The rib at the level to be blocked is by palpation and traced posterior to the posterior angulation of the affected rib. A linear high-frequency ultrasound transducer is then placed in the longitudinal plane with the superior aspect of the ultrasound transducer rotated about 15° laterally over the affected rib at the posterior angulation of the ribs. The rib can be seen as a hyperechoic curvilinear line with an acoustic shadow underneath it. The three layers of intercostal muscle, the external, internal, and innermost, are identified in the intercostal space between adjacent ribs. Color Doppler helps identify beneath the adjacent intercostal artery and vein. This space between adjacent ribs provides an excellent acoustic window, which allows easy identification of the intercostal space and the pleura beneath it. The depth of the pleura is noted. Usually, both the rib inferior to the targeted rib and the targeted rib can be visualized in the same window. 22-gauge echogenic needle is advanced from the inferior border of the ultrasound transducer using an in-plane approach with the trajectory being adjusted under real-time ultrasound guidance until the needle tip is resting in the internal layer of the intercostal muscle. At that point, after careful aspiration, a small amount of solution is injected under real-time ultrasound imaging to utilize hydrodissection to reconfirm the position of the needle tip. Once the position of the needle tip is reconfirmed, the needle is carefully advanced into the innermost layer of the intercostal muscle just short of the previously identified depth of the pleura. After careful aspiration, a small amount of solution is again injected to aid in identification of the position of the needle tip with attention paid to the relative location of the bright hyperechoic pleural line. After careful aspiration, the remainder of the solution is slowly injected. There should be minimal resistance to injection. The needle is then removed and a sterile dressing is applied at the injection site [88].

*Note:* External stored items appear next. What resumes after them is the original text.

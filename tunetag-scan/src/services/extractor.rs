//! Fingerprint extraction via the external descriptor tool
//!
//! The fingerprint algorithm itself lives in an external binary. The
//! extractor writes a probe window as raw little-endian signed 16-bit PCM
//! into the scan's scratch directory, runs
//! `<tool> fingerprint <raw_path> <sample_count>`, and parses the JSON
//! descriptor the tool prints on stdout. Any nonzero exit is an extraction
//! error; the driver decides whether that is fatal for the scan or only for
//! the offset.

use base64::{engine::general_purpose, Engine as _};
use serde::Deserialize;
use std::io::Read;
use std::path::{Path, PathBuf};
use std::process::{Command, Output, Stdio};
use std::sync::Arc;
use std::thread::JoinHandle;
use std::time::Duration;
use tokio_util::sync::CancellationToken;

use crate::error::ScanError;
use crate::services::scratch::ScratchWorkspace;
use crate::types::{FingerprintDescriptor, FrameMetrics};

/// Capability: turn a window of samples into a fingerprint descriptor.
pub trait FingerprintExtractor: Send + Sync {
    fn extract(&self, samples: &[i16]) -> Result<FingerprintDescriptor, ScanError>;
}

/// JSON printed by `<tool> fingerprint <raw_path> <sample_count>`
#[derive(Debug, Deserialize)]
#[serde(rename_all = "camelCase")]
struct ToolDescriptor {
    /// Base64 descriptor bytes
    data: String,
    size: u32,
    #[serde(default)]
    frame_count: u32,
    #[serde(default)]
    frame_rate: f64,
}

/// Extractor backed by the external fingerprint binary.
pub struct ToolFingerprintExtractor {
    tool_path: PathBuf,
    scratch: Arc<ScratchWorkspace>,
    cancel: CancellationToken,
}

impl ToolFingerprintExtractor {
    pub fn new(
        tool_path: PathBuf,
        scratch: Arc<ScratchWorkspace>,
        cancel: CancellationToken,
    ) -> Self {
        Self {
            tool_path,
            scratch,
            cancel,
        }
    }

    fn write_samples(path: &Path, samples: &[i16]) -> std::io::Result<()> {
        let mut buf = Vec::with_capacity(samples.len() * 2);
        for s in samples {
            buf.extend_from_slice(&s.to_le_bytes());
        }
        std::fs::write(path, buf)
    }
}

impl FingerprintExtractor for ToolFingerprintExtractor {
    fn extract(&self, samples: &[i16]) -> Result<FingerprintDescriptor, ScanError> {
        let raw_path = self.scratch.next_file("probe", "raw");
        Self::write_samples(&raw_path, samples)?;

        let result = run_tool(
            Command::new(&self.tool_path)
                .arg("fingerprint")
                .arg(&raw_path)
                .arg(samples.len().to_string()),
            &self.cancel,
        );
        let _ = std::fs::remove_file(&raw_path);

        let output = match result {
            Ok(output) => output,
            Err(ToolFailure::Cancelled) => return Err(ScanError::Cancelled),
            Err(ToolFailure::Io(e)) => {
                return Err(ScanError::Extraction(format!(
                    "{}: {}",
                    self.tool_path.display(),
                    e
                )))
            }
        };

        if !output.status.success() {
            let stderr = String::from_utf8_lossy(&output.stderr);
            return Err(ScanError::Extraction(format!(
                "exit code {:?}: {}",
                output.status.code(),
                stderr.trim()
            )));
        }

        let parsed: ToolDescriptor = serde_json::from_slice(&output.stdout)
            .map_err(|e| ScanError::Extraction(format!("descriptor parse: {}", e)))?;
        let data = general_purpose::STANDARD
            .decode(&parsed.data)
            .map_err(|e| ScanError::Extraction(format!("descriptor decode: {}", e)))?;
        if data.len() as u32 != parsed.size {
            return Err(ScanError::Extraction(format!(
                "descriptor length {} does not match declared size {}",
                data.len(),
                parsed.size
            )));
        }

        tracing::trace!(
            samples = samples.len(),
            descriptor_bytes = data.len(),
            "extracted fingerprint"
        );

        Ok(FingerprintDescriptor {
            size: parsed.size,
            data,
            metrics: FrameMetrics {
                frame_count: parsed.frame_count,
                frame_rate: parsed.frame_rate,
            },
        })
    }
}

/// Why a tool invocation produced no usable output
pub(crate) enum ToolFailure {
    Cancelled,
    Io(std::io::Error),
}

/// Spawn the tool and wait for it, killing the child if the scan's
/// cancellation token fires while it runs.
///
/// Both pipes are drained on reader threads while the child runs; a tool
/// that writes more than the OS pipe buffer before exiting would otherwise
/// block forever with the poll loop still seeing a live child.
pub(crate) fn run_tool(
    cmd: &mut Command,
    cancel: &CancellationToken,
) -> Result<Output, ToolFailure> {
    let mut child = cmd
        .stdin(Stdio::null())
        .stdout(Stdio::piped())
        .stderr(Stdio::piped())
        .spawn()
        .map_err(ToolFailure::Io)?;

    let stdout_reader = drain_pipe(child.stdout.take());
    let stderr_reader = drain_pipe(child.stderr.take());

    let status = loop {
        if cancel.is_cancelled() {
            let _ = child.kill();
            let _ = child.wait();
            let _ = stdout_reader.join();
            let _ = stderr_reader.join();
            return Err(ToolFailure::Cancelled);
        }
        match child.try_wait() {
            Ok(Some(status)) => break status,
            Ok(None) => std::thread::sleep(Duration::from_millis(10)),
            Err(e) => {
                let _ = child.kill();
                let _ = child.wait();
                let _ = stdout_reader.join();
                let _ = stderr_reader.join();
                return Err(ToolFailure::Io(e));
            }
        }
    };

    Ok(Output {
        status,
        stdout: join_pipe(stdout_reader)?,
        stderr: join_pipe(stderr_reader)?,
    })
}

fn drain_pipe<R: Read + Send + 'static>(pipe: Option<R>) -> JoinHandle<std::io::Result<Vec<u8>>> {
    std::thread::spawn(move || {
        let mut buf = Vec::new();
        if let Some(mut pipe) = pipe {
            pipe.read_to_end(&mut buf)?;
        }
        Ok(buf)
    })
}

fn join_pipe(reader: JoinHandle<std::io::Result<Vec<u8>>>) -> Result<Vec<u8>, ToolFailure> {
    match reader.join() {
        Ok(Ok(buf)) => Ok(buf),
        Ok(Err(e)) => Err(ToolFailure::Io(e)),
        Err(_) => Err(ToolFailure::Io(std::io::Error::new(
            std::io::ErrorKind::Other,
            "pipe reader thread panicked",
        ))),
    }
}
//! # tunetag scan engine
//!
//! Locates occurrences of a known trigger sound inside a PCM clip by
//! sliding-window fingerprint comparison, five-neighbor sign voting, tag
//! pruning and post-trigger payload fingerprinting. The fingerprint
//! algorithm itself lives in an external binary reached through the
//! capability traits in [`services`].

pub mod config;
pub mod error;
pub mod scan;
pub mod services;
pub mod types;

pub use config::ScanConfig;
pub use error::ScanError;
pub use scan::{ScanRequest, TriggerScanner, STRIDE_MS};
pub use types::{
    AudioClip, FingerprintComparison, FingerprintDescriptor, FrameMetrics, ReferenceFingerprint,
    ScanOutcome, TriggerTag,
};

The most common complications of intercostal nerve block are associated with the aberrant needle placement (pneumothorax, hemothorax, hemoptysis, hematoma, intravascular injection, neuritis, subarachnoid block, failed block) or problems associated with the injectate (allergic reaction, toxic reaction, epinephrine reaction, tissue necrosis, respiratory insufficiency).

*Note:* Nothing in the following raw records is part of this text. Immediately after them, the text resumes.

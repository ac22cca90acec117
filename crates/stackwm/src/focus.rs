/// Position in the current workspace's visible ordering.
///
/// The cursor is only meaningful together with the length of that ordering;
/// every change to the visible set goes through [`FocusCycle::revalidate`].
#[derive(Clone, Copy, Debug, Default, PartialEq, Eq)]
pub struct FocusCycle {
    cursor: Option<usize>,
}

impl FocusCycle {
    pub fn new() -> Self {
        Self::default()
    }

    pub fn cursor(&self) -> Option<usize> {
        self.cursor
    }

    pub fn next(&mut self, len: usize) -> Option<usize> {
        if len == 0 {
            self.cursor = None;
            return None;
        }
        let next = match self.cursor {
            Some(i) if i < len => (i + 1) % len,
            Some(_) => 0,
            None => 0,
        };
        self.cursor = Some(next);
        self.cursor
    }

    pub fn prev(&mut self, len: usize) -> Option<usize> {
        if len == 0 {
            self.cursor = None;
            return None;
        }
        let prev = match self.cursor {
            Some(i) if i > 0 && i < len => i - 1,
            _ => len - 1,
        };
        self.cursor = Some(prev);
        self.cursor
    }

    pub fn set(&mut self, index: usize, len: usize) {
        self.cursor = (index < len).then_some(index);
    }

    /// Clamps the cursor into `0..len`.
    pub fn revalidate(&mut self, len: usize) -> Option<usize> {
        self.cursor = match self.cursor {
            _ if len == 0 => None,
            Some(i) => Some(i.min(len - 1)),
            None => None,
        };
        self.cursor
    }
}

The actual incidence of pneumothorax secondary to intercostal nerve block is quite small. A large, retrospective study reporting 50,097 intercostal nerve blocks in 4333 patients undergoing surgery or therapeutic nerve blocks revealed only four clinically significant pneumothoraces (0.092 %) and no other significant complications [89]. The technique for intercostal neural blockade was similar to the posterior approach described by Nunn and Slavin [84]. There was some minor discomfort at the injection sites in 5 % of patients. A prospective study by the same authors in 200 consecutive patients undergoing intercostal nerve block compared pre- and postinjection films to evaluate for pneumothorax [90]. There were only four pneumothoraces in a total of 2610 needle punctures, of which three pneumothoraces were attributed to the actual surgical procedure itself and not performance of the blocks. In the largest retrospective study with more than 100,000 needle punctures, Moore reported an incidence of pneumothorax of 0.073 % without any other serious complications [90]. It is important to note that residents still in training performed most of these blocks [91].

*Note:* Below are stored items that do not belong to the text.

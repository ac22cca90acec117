//! Master/stack tiling.
//!
//! ```text
//! 1 window     2 windows        3+ windows
//! ┌────────┐   ┌───┐ ┌────┐   ┌────┐ ┌───┐
//! │        │   │   │ │    │   │    │ │ 2 │
//! │   1    │   │ 1 │ │ 2  │   │ 1  │ ├───┤
//! │        │   │   │ │    │   │    │ │ 3 │
//! └────────┘   └───┘ └────┘   └────┘ └───┘
//! ```
//!
//! Everything here is integer arithmetic on the usable rectangle, so the same
//! inputs always give the same tiles.

use crate::geometry::Rectangle;

pub const MIN_MASTER_RATIO: f64 = 0.1;
pub const MAX_MASTER_RATIO: f64 = 0.9;

/// Screen area left for tiles once the outer gaps and the bar strip are removed.
pub fn usable_area(screen_width: i32, screen_height: i32, gap: i32, bar_height: i32) -> Rectangle {
    let gap = gap.max(0);
    let bar_height = bar_height.max(0);
    let top = gap.saturating_mul(2).saturating_add(bar_height);
    Rectangle {
        x: gap,
        y: top,
        width: screen_width.saturating_sub(gap.saturating_mul(2)).max(1),
        height: screen_height
            .saturating_sub(top)
            .saturating_sub(gap)
            .max(1),
    }
}

/// Computes one rectangle per visible client, master first.
pub fn tile(count: usize, area: Rectangle, gap: i32, master_ratio: f64) -> Vec<Rectangle> {
    match count {
        0 => Vec::new(),
        1 => vec![area],
        2 => {
            let gap = fitting_gap(area.width, 2, gap);
            let left = (area.width - gap) / 2;
            columns(area, gap, left.max(1))
        }
        _ => {
            let gap_h = fitting_gap(area.width, 2, gap);
            let available = area.width - gap_h;
            let ratio = master_ratio.clamp(MIN_MASTER_RATIO, MAX_MASTER_RATIO);
            let master_width = ((available as f64) * ratio).floor() as i32;
            let master_width = master_width.clamp(1, (available - 1).max(1));

            let mut tiles = columns(area, gap_h, master_width);
            let stack_column = tiles.pop().unwrap_or(area);
            tiles.extend(stack(stack_column, count - 1, gap));
            tiles
        }
    }
}

/// Left column of `left_width` and a right column with the remainder.
fn columns(area: Rectangle, gap: i32, left_width: i32) -> Vec<Rectangle> {
    let right_width = (area.width - gap - left_width).max(1);
    vec![
        Rectangle::new(area.x, area.y, left_width, area.height),
        Rectangle::new(area.x + left_width + gap, area.y, right_width, area.height),
    ]
}

/// Splits `column` into `count` rows of equal height, top to bottom.
fn stack(column: Rectangle, count: usize, gap: i32) -> Vec<Rectangle> {
    let rows = count as i32;
    let gap = fitting_gap(column.height, rows, gap);
    let height = ((column.height - (rows - 1) * gap) / rows).max(1);

    (0..rows)
        .map(|i| Rectangle::new(column.x, column.y + i * (height + gap), column.width, height))
        .collect()
}

/// Largest gap not above `gap` that still leaves every one of `parts` at
/// least one pixel of `extent`.
fn fitting_gap(extent: i32, parts: i32, gap: i32) -> i32 {
    let gap = gap.max(0);
    if parts <= 1 {
        return gap;
    }
    let spare = (extent - parts).max(0);
    gap.min(spare / (parts - 1))
}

There are sporadic case reports of other types of complications. Hematoma has occurred in a heparinized patient [92]. Bilateral intercostal nerve blocks have resulted in postoperative respiratory failure in patients with preoperative pulmonary compromise [93, 94]. Motor blockade and the loss of accessory respiratory muscle function were the hypothesized etiologic mechanisms. In a study looking at the efficacy of continuous epidural versus intercostal analgesia, one intercostal catheter led to rib osteomyelitis which had to be treated surgically [80]. Local anesthetic toxicity can occur due to higher absorption due to the close proximity of the intercostal vasculature.